I’ve used my turbine to spray railing on decks and cut days off the project, without the over spray I get using my airless. The former shoots at about eight pounds, the latter at about twenty-four hundred.

I can swap needles on mine and even paint a car, if I choose. In the end, the advice to buy a good gun, if you can, is good advice. That said, I dumped a HF gun on a three stage I bought for a few bucks and got good results spraying book shelves.

My prejudices for the HVLP aside, a conversion gun would make you pretty happy too. Just install moisture filters.

View pjswoodshop's profile


23 posts in 881 days

#4 posted 06-08-2014 08:47 PM

Right now I’m using a gravity fed gun from Woodcraft. Very pleased for a $40 gun. I have 2. One for oil and one for lacquer. Just considering going with a turbine setup if I’d be getting better results. If I went that route I wouldn’t mind spending $500-750 if needed. But I don’t mind saving money either.
Moisture in the compressor is kinda an issue. I’m in Texas and it’s humid a lot.

View AandCstyle's profile


2535 posts in 1674 days

#5 posted 06-08-2014 11:23 PM

I agree with nitewalker, call Jeff Jewitt. He sells turbines and HVLP so he will recommend the best option(s) for your specific needs. Also, I use this filter and haven’t had any water issues. However, I live in NM where humidity is considerably less than in TX.

-- Art

View Kelly's profile


1039 posts in 2361 days

#6 posted 06-08-2014 11:36 PM

I think your results are more dependent on skill and the quality of your gun (and a moisture filter) than on whether it’s a turbine or conversion.

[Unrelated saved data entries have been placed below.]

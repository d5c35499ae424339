use super::ArticleQueryService;
use crate::domain::article::{Article, ArticleSlug};

pub struct GetArticleBySlugQuery {
    pub slug: String,
}

impl ArticleQueryService {
    /// Look up one article. `None` covers a blank slug, a slug the backend
    /// does not know, and a backend that could not be queried.
    pub async fn get_article_by_slug(&self, query: GetArticleBySlugQuery) -> Option<Article> {
        let slug = match ArticleSlug::new(query.slug) {
            Ok(slug) => slug,
            Err(err) => {
                tracing::debug!(error = %err, "rejected article lookup");
                return None;
            }
        };

        match self.read_repo.find_by_slug(&slug).await {
            Ok(Some(article)) if article.slug == slug => Some(article),
            Ok(Some(article)) => {
                tracing::warn!(
                    requested = %slug,
                    returned = %article.slug,
                    "backend returned a different article than requested"
                );
                None
            }
            Ok(None) => None,
            Err(err) => {
                tracing::warn!(error = %err, slug = %slug, "article lookup failed; serving not-found");
                None
            }
        }
    }
}
// src/application/commands/subscribers/mod.rs
mod service;
mod subscribe;

pub use service::SubscriberCommandService;
pub use subscribe::SubscribeCommand;
use super::ArticleQueryService;
use crate::domain::article::{ArticleFilter, ArticleSummary};

#[derive(Debug, Clone, Default)]
pub struct ListArticlesQuery {
    pub category: Option<String>,
}

impl ArticleQueryService {
    /// Articles newest first. Equal timestamps keep the order the backend
    /// returned them in; undated articles go last.
    pub async fn list_articles(&self, query: ListArticlesQuery) -> Vec<ArticleSummary> {
        let filter = ArticleFilter {
            category: query
                .category
                .map(|category| category.trim().to_string())
                .filter(|category| !category.is_empty()),
        };

        let mut articles = match self.read_repo.list(&filter).await {
            Ok(articles) => articles,
            Err(err) => {
                tracing::warn!(error = %err, category = ?filter.category, "article listing failed; serving empty list");
                return Vec::new();
            }
        };

        articles.sort_by(|a, b| b.published_at.cmp(&a.published_at));
        articles
    }
}

#[cfg(test)]
mod tests {
    use super::*;
    use crate::application::queries::articles::test_support::{
        StubArticles, StubCategories, article,
    };
    use chrono::{TimeZone, Utc};
    use std::sync::Arc;

    fn service(articles: StubArticles) -> ArticleQueryService {
        ArticleQueryService::new(Arc::new(articles), Arc::new(StubCategories::default()))
    }

    fn slugs(articles: &[ArticleSummary]) -> Vec<&str> {
        articles.iter().map(|a| a.slug.as_str()).collect()
    }

    #[tokio::test]
    async fn orders_newest_first_and_keeps_ties_stable() {
        let jan = Utc.with_ymd_and_hms(2025, 1, 10, 8, 0, 0).unwrap();
        let mar = Utc.with_ymd_and_hms(2025, 3, 2, 8, 0, 0).unwrap();
        let service = service(StubArticles::with(vec![
            article("tie-first", Some(jan)),
            article("undated", None),
            article("newest", Some(mar)),
            article("tie-second", Some(jan)),
        ]));

        let listed = service.list_articles(ListArticlesQuery::default()).await;
        assert_eq!(
            slugs(&listed),
            vec!["newest", "tie-first", "tie-second", "undated"]
        );
    }

    #[tokio::test]
    async fn filters_by_category_title() {
        let mut garage = article("garage-shelving", None);
        garage.categories = vec!["Garage".into()];
        let kitchen = article("kitchen-sink", None);
        let service = service(StubArticles::with(vec![garage, kitchen]));

        let listed = service
            .list_articles(ListArticlesQuery {
                category: Some(" Garage ".into()),
            })
            .await;
        assert_eq!(slugs(&listed), vec!["garage-shelving"]);
    }

    #[tokio::test]
    async fn blank_category_means_no_filter() {
        let service = service(StubArticles::with(vec![
            article("one", None),
            article("two", None),
        ]));
        let listed = service
            .list_articles(ListArticlesQuery {
                category: Some(String::new()),
            })
            .await;
        assert_eq!(listed.len(), 2);
    }

    #[tokio::test]
    async fn backend_failure_degrades_to_empty() {
        let service = service(StubArticles::failing());
        assert!(service.list_articles(ListArticlesQuery::default()).await.is_empty());
    }
}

Conversions usually require a lot of CFM, whereas the turbines are more about CFM than pressure. Little compressors aren’t going to work as good. They have to work harder, so you get a lot more heat and condensation moisture, as the air cools in the lines (then comes the spitting).

Since you have a sixty gallon tank, I’m inclined to assume you’ve a fair compressor too. As such, the gun and filter would be all you need.

In the past few years, I’ve seen several turbines (4 stage (four fans)) like mine for around four hundred. One, recently, went for a hundred, but without the hose and gun, or I’d bought it.

By the way, I have an Accuspray too and it’s just a glorified version of yours with a gun. It does super, and, I test drove it on a full on paint of my front room (it has a 2 gal pot) and it did great on that too.

View SamuraiSaw's profile


513 posts in 1382 days

#7 posted 06-09-2014 12:56 AM

Personally, I wouldn’t consider a turbine hvlp. The compressor you have is great for conversion guns and you’ll get a lot more bang for your buck. The effective transfer rate for conversion guns is on par with hvlp systems, and less expensive over all.

-- Artisan Woodworks of Texas....

View Earlextech's profile


1157 posts in 2108 days

#8 posted 06-13-2014 06:10 PM

Conversion guns are my least favorite setup. I’d rather just use a regular gun on a compressor. You still have to deal with the contamination issues that a turbine would eliminate. And you still have much more overspray and wasted material than with a dedicated turbine system.
For the money the 5500 is a great tool but you might want to see whats new – -
make your own decision, everybody has different needs and comfort zones.

-- Sam Hamory - The project is never finished until its "Finished"!